• _Exercise brief_: Line by line, output the data that follows exactly as written.

Stored dataset items:
:::

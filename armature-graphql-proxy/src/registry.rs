//! Operation document registry.
//!
//! Documents are discovered and validated elsewhere; the proxy only needs to
//! look up the kind and document text of a named operation.

use std::collections::HashMap;
use std::sync::Arc;

use crate::OperationKind;

/// A registered operation document.
#[derive(Debug, Clone, PartialEq, Eq)]
pub struct RegisteredOperation {
    /// Operation kind.
    pub kind: OperationKind,
    /// Serialized document text sent to the GraphQL server.
    pub document: Arc<str>,
}

/// Source of operation documents by name.
pub trait DocumentRegistry: Send + Sync {
    /// Look up an operation by name.
    fn lookup(&self, name: &str) -> Option<RegisteredOperation>;
}

/// In-memory registry filled at startup.
#[derive(Debug, Clone, Default)]
pub struct StaticDocumentRegistry {
    operations: HashMap<String, RegisteredOperation>,
}

impl StaticDocumentRegistry {
    /// Create an empty registry.
    pub fn new() -> Self {
        Self::default()
    }

    /// Register an operation, replacing any previous one with the same name.
    pub fn register(
        &mut self,
        kind: OperationKind,
        name: impl Into<String>,
        document: impl Into<Arc<str>>,
    ) -> &mut Self {
        self.operations.insert(
            name.into(),
            RegisteredOperation {
                kind,
                document: document.into(),
            },
        );
        self
    }

    /// Builder-style query registration.
    pub fn with_query(mut self, name: impl Into<String>, document: impl Into<Arc<str>>) -> Self {
        self.register(OperationKind::Query, name, document);
        self
    }

    /// Builder-style mutation registration.
    pub fn with_mutation(mut self, name: impl Into<String>, document: impl Into<Arc<str>>) -> Self {
        self.register(OperationKind::Mutation, name, document);
        self
    }

    /// Number of registered operations.
    pub fn len(&self) -> usize {
        self.operations.len()
    }

    /// Check if the registry is empty.
    pub fn is_empty(&self) -> bool {
        self.operations.is_empty()
    }
}

impl DocumentRegistry for StaticDocumentRegistry {
    fn lookup(&self, name: &str) -> Option<RegisteredOperation> {
        self.operations.get(name).cloned()
    }
}

impl<R: DocumentRegistry + ?Sized> DocumentRegistry for Arc<R> {
    fn lookup(&self, name: &str) -> Option<RegisteredOperation> {
        (**self).lookup(name)
    }
}
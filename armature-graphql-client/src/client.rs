//! GraphQL client implementation.

use armature_graphql_proxy::{GraphQLResponse, OperationKind};
use graphql_client::GraphQLQuery;
use serde_json::Value;
use std::sync::Arc;
use tokio::sync::watch;
use tracing::debug;

use crate::{
    FetchOptions, GraphQLClientConfig, HttpProxyTransport, InvokeArgs, PayloadCache,
    ProxyRequest, ProxyTransport, QueryWatcher, Result, WatchOptions,
};

/// Client for the operations exposed by a GraphQL proxy.
///
/// Operations are called by name; the proxy holds the documents.
#[derive(Clone)]
pub struct GraphQLClient {
    transport: Arc<dyn ProxyTransport>,
    cache: Option<Arc<dyn PayloadCache>>,
}

impl GraphQLClient {
    /// Create a client talking to the proxy over HTTP.
    pub fn new(config: GraphQLClientConfig) -> Result<Self> {
        Ok(Self::with_transport(HttpProxyTransport::new(config)?))
    }

    /// Create a client with a custom transport.
    pub fn with_transport(transport: impl ProxyTransport + 'static) -> Self {
        Self {
            transport: Arc::new(transport),
            cache: None,
        }
    }

    /// Attach a payload cache used by query watchers.
    pub fn with_cache(mut self, cache: impl PayloadCache + 'static) -> Self {
        self.cache = Some(Arc::new(cache));
        self
    }

    /// Get the payload cache, if any.
    pub fn cache(&self) -> Option<&Arc<dyn PayloadCache>> {
        self.cache.as_ref()
    }

    /// Execute a query.
    pub async fn query(
        &self,
        name: impl Into<String>,
        variables: Option<Value>,
        options: Option<FetchOptions>,
    ) -> Result<GraphQLResponse> {
        self.query_with(positional(name, variables, options)).await
    }

    /// Execute a query from object-shaped arguments.
    pub async fn query_with(&self, args: impl Into<InvokeArgs>) -> Result<GraphQLResponse> {
        self.execute(ProxyRequest::new(OperationKind::Query, args.into()))
            .await
    }

    /// Execute a mutation.
    pub async fn mutation(
        &self,
        name: impl Into<String>,
        variables: Option<Value>,
        options: Option<FetchOptions>,
    ) -> Result<GraphQLResponse> {
        self.mutation_with(positional(name, variables, options)).await
    }

    /// Execute a mutation from object-shaped arguments.
    pub async fn mutation_with(&self, args: impl Into<InvokeArgs>) -> Result<GraphQLResponse> {
        self.execute(ProxyRequest::new(OperationKind::Mutation, args.into()))
            .await
    }

    /// Execute a query generated with `graphql_client`.
    ///
    /// The operation name of the generated query selects the proxy operation.
    pub async fn query_typed<Q: GraphQLQuery>(
        &self,
        variables: Q::Variables,
    ) -> Result<GraphQLResponse<Q::ResponseData>> {
        self.execute_typed::<Q>(OperationKind::Query, variables, FetchOptions::default())
            .await
    }

    /// Execute a mutation generated with `graphql_client`.
    pub async fn mutation_typed<M: GraphQLQuery>(
        &self,
        variables: M::Variables,
    ) -> Result<GraphQLResponse<M::ResponseData>> {
        self.execute_typed::<M>(OperationKind::Mutation, variables, FetchOptions::default())
            .await
    }

    /// Watch a query whose variables come from a watch channel.
    ///
    /// Must be called from within a Tokio runtime.
    pub fn watch_query(
        &self,
        name: impl Into<String>,
        variables: watch::Receiver<Option<Value>>,
        options: WatchOptions,
    ) -> QueryWatcher {
        QueryWatcher::new(self.clone(), name, variables, options)
    }

    async fn execute_typed<Q: GraphQLQuery>(
        &self,
        kind: OperationKind,
        variables: Q::Variables,
        options: FetchOptions,
    ) -> Result<GraphQLResponse<Q::ResponseData>> {
        let body = Q::build_query(variables);
        let args = InvokeArgs::new(body.operation_name)
            .variables_from(&body.variables)?
            .fetch_options(options);

        let response = self.execute(ProxyRequest::new(kind, args)).await?;
        let data = match response.data {
            Some(Value::Null) | None => None,
            Some(data) => Some(serde_json::from_value(data)?),
        };

        Ok(GraphQLResponse {
            data,
            errors: response.errors,
            extensions: response.extensions,
        })
    }

    async fn execute(&self, request: ProxyRequest) -> Result<GraphQLResponse> {
        debug!(operation = %request.name, kind = %request.kind, "Executing GraphQL operation");

        let response = self.transport.send(request).await?;
        if response.has_errors() {
            debug!(
                errors = response.errors().map_or(0, |e| e.len()),
                "GraphQL response contains errors"
            );
        }
        Ok(response)
    }
}

impl std::fmt::Debug for GraphQLClient {
    fn fmt(&self, f: &mut std::fmt::Formatter<'_>) -> std::fmt::Result {
        f.debug_struct("GraphQLClient")
            .field("cache", &self.cache.is_some())
            .finish()
    }
}

fn positional(
    name: impl Into<String>,
    variables: Option<Value>,
    options: Option<FetchOptions>,
) -> InvokeArgs {
    InvokeArgs {
        name: name.into(),
        variables,
        fetch_options: options.unwrap_or_default(),
    }
}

:::

• _Written solution_:
filename armature-graphql-proxy/src/registry.rs
//! Operation document registry.
//!
//! Documents are discovered and validated elsewhere; the proxy only needs to
//! look up the kind and document text of a named operation.

use std::collections::HashMap;
use std::sync::Arc;

use crate::OperationKind;

/// A registered operation document.
#[derive(Debug, Clone, PartialEq, Eq)]
pub struct RegisteredOperation {
    /// Operation kind.
    pub kind: OperationKind,
    /// Serialized document text sent to the GraphQL server.
    pub document: Arc<str>,
}

/// Source of operation documents by name.
pub trait DocumentRegistry: Send + Sync {
    /// Look up an operation by name.
    fn lookup(&self, name: &str) -> Option<RegisteredOperation>;
}

/// In-memory registry filled at startup.
#[derive(Debug, Clone, Default)]
pub struct StaticDocumentRegistry {
    operations: HashMap<String, RegisteredOperation>,
}

impl StaticDocumentRegistry {
    /// Create an empty registry.
    pub fn new() -> Self {
        Self::default()
    }

    /// Register an operation, replacing any previous one with the same name.
    pub fn register(
        &mut self,
        kind: OperationKind,
        name: impl Into<String>,
        document: impl Into<Arc<str>>,
    ) -> &mut Self {
        self.operations.insert(
            name.into(),
            RegisteredOperation {
                kind,
                document: document.into(),
            },
        );
        self
    }

    /// Builder-style query registration.
    pub fn with_query(mut self, name: impl Into<String>, document: impl Into<Arc<str>>) -> Self {
        self.register(OperationKind::Query, name, document);
        self
    }

    /// Builder-style mutation registration.
    pub fn with_mutation(mut self, name: impl Into<String>, document: impl Into<Arc<str>>) -> Self {
        self.register(OperationKind::Mutation, name, document);
        self
    }

    /// Number of registered operations.
    pub fn len(&self) -> usize {
        self.operations.len()
    }

    /// Check if the registry is empty.
    pub fn is_empty(&self) -> bool {
        self.operations.is_empty()
    }
}

impl DocumentRegistry for StaticDocumentRegistry {
    fn lookup(&self, name: &str) -> Option<RegisteredOperation> {
        self.operations.get(name).cloned()
    }
}

impl<R: DocumentRegistry + ?Sized> DocumentRegistry for Arc<R> {
    fn lookup(&self, name: &str) -> Option<RegisteredOperation> {
        (**self).lookup(name)
    }
}
filename armature-graphql-client/src/client.rs
//! GraphQL client implementation.

use armature_graphql_proxy::{GraphQLResponse, OperationKind};
use graphql_client::GraphQLQuery;
use serde_json::Value;
use std::sync::Arc;
use tokio::sync::watch;
use tracing::debug;

use crate::{
    FetchOptions, GraphQLClientConfig, HttpProxyTransport, InvokeArgs, PayloadCache,
    ProxyRequest, ProxyTransport, QueryWatcher, Result, WatchOptions,
};

/// Client for the operations exposed by a GraphQL proxy.
///
/// Operations are called by name; the proxy holds the documents.
#[derive(Clone)]
pub struct GraphQLClient {
    transport: Arc<dyn ProxyTransport>,
    cache: Option<Arc<dyn PayloadCache>>,
}

impl GraphQLClient {
    /// Create a client talking to the proxy over HTTP.
    pub fn new(config: GraphQLClientConfig) -> Result<Self> {
        Ok(Self::with_transport(HttpProxyTransport::new(config)?))
    }

    /// Create a client with a custom transport.
    pub fn with_transport(transport: impl ProxyTransport + 'static) -> Self {
        Self {
            transport: Arc::new(transport),
            cache: None,
        }
    }

    /// Attach a payload cache used by query watchers.
    pub fn with_cache(mut self, cache: impl PayloadCache + 'static) -> Self {
        self.cache = Some(Arc::new(cache));
        self
    }

    /// Get the payload cache, if any.
    pub fn cache(&self) -> Option<&Arc<dyn PayloadCache>> {
        self.cache.as_ref()
    }

    /// Execute a query.
    pub async fn query(
        &self,
        name: impl Into<String>,
        variables: Option<Value>,
        options: Option<FetchOptions>,
    ) -> Result<GraphQLResponse> {
        self.query_with(positional(name, variables, options)).await
    }

    /// Execute a query from object-shaped arguments.
    pub async fn query_with(&self, args: impl Into<InvokeArgs>) -> Result<GraphQLResponse> {
        self.execute(ProxyRequest::new(OperationKind::Query, args.into()))
            .await
    }

    /// Execute a mutation.
    pub async fn mutation(
        &self,
        name: impl Into<String>,
        variables: Option<Value>,
        options: Option<FetchOptions>,
    ) -> Result<GraphQLResponse> {
        self.mutation_with(positional(name, variables, options)).await
    }

    /// Execute a mutation from object-shaped arguments.
    pub async fn mutation_with(&self, args: impl Into<InvokeArgs>) -> Result<GraphQLResponse> {
        self.execute(ProxyRequest::new(OperationKind::Mutation, args.into()))
            .await
    }

    /// Execute a query generated with `graphql_client`.
    ///
    /// The operation name of the generated query selects the proxy operation.
    pub async fn query_typed<Q: GraphQLQuery>(
        &self,
        variables: Q::Variables,
    ) -> Result<GraphQLResponse<Q::ResponseData>> {
        self.execute_typed::<Q>(OperationKind::Query, variables, FetchOptions::default())
            .await
    }

    /// Execute a mutation generated with `graphql_client`.
    pub async fn mutation_typed<M: GraphQLQuery>(
        &self,
        variables: M::Variables,
    ) -> Result<GraphQLResponse<M::ResponseData>> {
        self.execute_typed::<M>(OperationKind::Mutation, variables, FetchOptions::default())
            .await
    }

    /// Watch a query whose variables come from a watch channel.
    ///
    /// Must be called from within a Tokio runtime.
    pub fn watch_query(
        &self,
        name: impl Into<String>,
        variables: watch::Receiver<Option<Value>>,
        options: WatchOptions,
    ) -> QueryWatcher {
        QueryWatcher::new(self.clone(), name, variables, options)
    }

    async fn execute_typed<Q: GraphQLQuery>(
        &self,
        kind: OperationKind,
        variables: Q::Variables,
        options: FetchOptions,
    ) -> Result<GraphQLResponse<Q::ResponseData>> {
        let body = Q::build_query(variables);
        let args = InvokeArgs::new(body.operation_name)
            .variables_from(&body.variables)?
            .fetch_options(options);

        let response = self.execute(ProxyRequest::new(kind, args)).await?;
        let data = match response.data {
            Some(Value::Null) | None => None,
            Some(data) => Some(serde_json::from_value(data)?),
        };

        Ok(GraphQLResponse {
            data,
            errors: response.errors,
            extensions: response.extensions,
        })
    }

    async fn execute(&self, request: ProxyRequest) -> Result<GraphQLResponse> {
        debug!(operation = %request.name, kind = %request.kind, "Executing GraphQL operation");

        let response = self.transport.send(request).await?;
        if response.has_errors() {
            debug!(
                errors = response.errors().map_or(0, |e| e.len()),
                "GraphQL response contains errors"
            );
        }
        Ok(response)
    }
}

impl std::fmt::Debug for GraphQLClient {
    fn fmt(&self, f: &mut std::fmt::Formatter<'_>) -> std::fmt::Result {
        f.debug_struct("GraphQLClient")
            .field("cache", &self.cache.is_some())
            .finish()
    }
}

fn positional(
    name: impl Into<String>,
    variables: Option<Value>,
    options: Option<FetchOptions>,
) -> InvokeArgs {
    InvokeArgs {
        name: name.into(),
        variables,
        fetch_options: options.unwrap_or_default(),
    }
}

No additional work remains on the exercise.